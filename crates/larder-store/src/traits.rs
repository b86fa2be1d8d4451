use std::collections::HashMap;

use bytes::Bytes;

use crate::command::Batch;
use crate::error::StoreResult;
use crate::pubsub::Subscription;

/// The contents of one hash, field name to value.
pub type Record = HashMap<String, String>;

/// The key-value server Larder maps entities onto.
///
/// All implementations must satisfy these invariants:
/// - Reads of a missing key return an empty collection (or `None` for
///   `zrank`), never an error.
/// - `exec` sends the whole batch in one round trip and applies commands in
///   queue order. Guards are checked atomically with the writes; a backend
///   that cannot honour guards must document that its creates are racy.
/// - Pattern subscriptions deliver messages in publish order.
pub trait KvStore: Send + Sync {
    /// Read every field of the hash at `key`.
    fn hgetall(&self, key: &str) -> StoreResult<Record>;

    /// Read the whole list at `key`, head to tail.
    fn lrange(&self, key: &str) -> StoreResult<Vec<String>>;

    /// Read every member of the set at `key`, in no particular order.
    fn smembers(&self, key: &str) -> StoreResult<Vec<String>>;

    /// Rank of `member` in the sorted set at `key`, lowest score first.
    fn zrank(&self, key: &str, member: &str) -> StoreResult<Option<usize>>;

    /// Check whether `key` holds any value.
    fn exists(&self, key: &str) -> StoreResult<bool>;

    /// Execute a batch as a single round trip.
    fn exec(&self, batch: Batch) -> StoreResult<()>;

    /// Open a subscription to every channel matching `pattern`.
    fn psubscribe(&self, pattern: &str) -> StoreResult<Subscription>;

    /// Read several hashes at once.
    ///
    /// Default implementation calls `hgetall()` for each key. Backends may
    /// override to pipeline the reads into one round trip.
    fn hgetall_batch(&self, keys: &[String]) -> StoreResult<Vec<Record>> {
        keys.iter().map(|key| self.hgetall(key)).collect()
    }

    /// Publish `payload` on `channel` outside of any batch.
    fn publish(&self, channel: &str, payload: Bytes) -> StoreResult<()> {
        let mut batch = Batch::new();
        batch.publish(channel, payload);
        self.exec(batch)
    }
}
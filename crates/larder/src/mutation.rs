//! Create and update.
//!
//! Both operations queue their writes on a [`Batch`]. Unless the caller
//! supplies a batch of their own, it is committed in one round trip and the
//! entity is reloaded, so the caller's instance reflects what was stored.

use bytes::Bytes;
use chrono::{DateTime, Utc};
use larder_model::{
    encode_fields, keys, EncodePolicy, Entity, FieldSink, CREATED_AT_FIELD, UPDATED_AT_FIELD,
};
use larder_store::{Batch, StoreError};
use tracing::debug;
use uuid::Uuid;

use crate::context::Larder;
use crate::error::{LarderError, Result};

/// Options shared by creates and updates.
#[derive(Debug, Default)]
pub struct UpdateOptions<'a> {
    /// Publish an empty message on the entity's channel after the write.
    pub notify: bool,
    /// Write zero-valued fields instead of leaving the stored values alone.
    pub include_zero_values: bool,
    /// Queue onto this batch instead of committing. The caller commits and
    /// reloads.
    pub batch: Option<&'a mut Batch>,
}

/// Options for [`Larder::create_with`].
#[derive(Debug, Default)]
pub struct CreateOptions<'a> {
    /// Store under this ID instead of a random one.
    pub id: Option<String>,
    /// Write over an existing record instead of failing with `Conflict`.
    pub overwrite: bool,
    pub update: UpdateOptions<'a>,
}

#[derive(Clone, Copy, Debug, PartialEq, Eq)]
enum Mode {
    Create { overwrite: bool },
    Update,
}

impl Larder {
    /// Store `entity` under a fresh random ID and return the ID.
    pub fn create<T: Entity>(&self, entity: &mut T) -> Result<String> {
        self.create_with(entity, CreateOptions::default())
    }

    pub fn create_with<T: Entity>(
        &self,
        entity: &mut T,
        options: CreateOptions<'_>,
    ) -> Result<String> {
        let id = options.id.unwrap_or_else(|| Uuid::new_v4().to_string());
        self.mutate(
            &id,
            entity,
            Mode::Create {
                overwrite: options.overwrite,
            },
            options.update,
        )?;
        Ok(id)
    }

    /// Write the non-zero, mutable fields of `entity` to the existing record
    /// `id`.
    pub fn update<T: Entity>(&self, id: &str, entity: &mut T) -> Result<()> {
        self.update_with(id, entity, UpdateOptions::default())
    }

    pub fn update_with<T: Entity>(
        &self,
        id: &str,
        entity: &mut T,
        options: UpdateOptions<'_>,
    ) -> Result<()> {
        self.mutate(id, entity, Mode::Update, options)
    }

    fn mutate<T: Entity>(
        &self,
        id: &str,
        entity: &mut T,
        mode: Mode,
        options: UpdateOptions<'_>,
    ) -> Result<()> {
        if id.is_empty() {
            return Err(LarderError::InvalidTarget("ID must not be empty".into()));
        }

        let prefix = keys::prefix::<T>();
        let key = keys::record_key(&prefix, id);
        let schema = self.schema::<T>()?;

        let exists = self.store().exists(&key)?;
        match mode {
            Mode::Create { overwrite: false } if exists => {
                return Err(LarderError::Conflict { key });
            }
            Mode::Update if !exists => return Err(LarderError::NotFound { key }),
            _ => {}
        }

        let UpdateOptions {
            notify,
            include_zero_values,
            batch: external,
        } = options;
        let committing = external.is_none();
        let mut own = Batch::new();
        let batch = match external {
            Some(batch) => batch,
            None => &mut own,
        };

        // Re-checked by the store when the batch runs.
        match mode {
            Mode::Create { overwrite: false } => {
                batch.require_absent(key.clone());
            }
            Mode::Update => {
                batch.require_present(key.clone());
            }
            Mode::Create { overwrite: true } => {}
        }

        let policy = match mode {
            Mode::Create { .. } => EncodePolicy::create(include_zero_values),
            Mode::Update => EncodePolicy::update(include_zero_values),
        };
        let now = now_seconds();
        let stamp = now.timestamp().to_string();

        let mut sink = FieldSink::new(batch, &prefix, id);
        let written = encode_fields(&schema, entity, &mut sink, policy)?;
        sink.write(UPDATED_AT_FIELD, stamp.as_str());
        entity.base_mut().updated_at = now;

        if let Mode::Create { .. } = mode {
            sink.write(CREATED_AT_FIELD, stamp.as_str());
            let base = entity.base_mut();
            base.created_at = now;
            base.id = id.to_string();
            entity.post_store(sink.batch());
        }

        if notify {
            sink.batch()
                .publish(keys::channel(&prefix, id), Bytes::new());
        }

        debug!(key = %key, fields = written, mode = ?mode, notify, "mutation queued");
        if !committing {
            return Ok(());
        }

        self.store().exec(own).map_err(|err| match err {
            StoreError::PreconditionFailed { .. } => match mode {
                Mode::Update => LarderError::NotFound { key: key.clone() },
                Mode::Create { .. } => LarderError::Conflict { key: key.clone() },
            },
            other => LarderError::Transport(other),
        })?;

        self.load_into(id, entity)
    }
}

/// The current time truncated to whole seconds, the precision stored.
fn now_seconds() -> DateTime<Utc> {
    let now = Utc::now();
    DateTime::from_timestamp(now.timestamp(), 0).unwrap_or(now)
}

---

**WHAT THIS TASK INVOLVES:** Tell how many lines of the data above hold the string "their". Give only the number.

**REPLY TO THE EXERCISE:** 2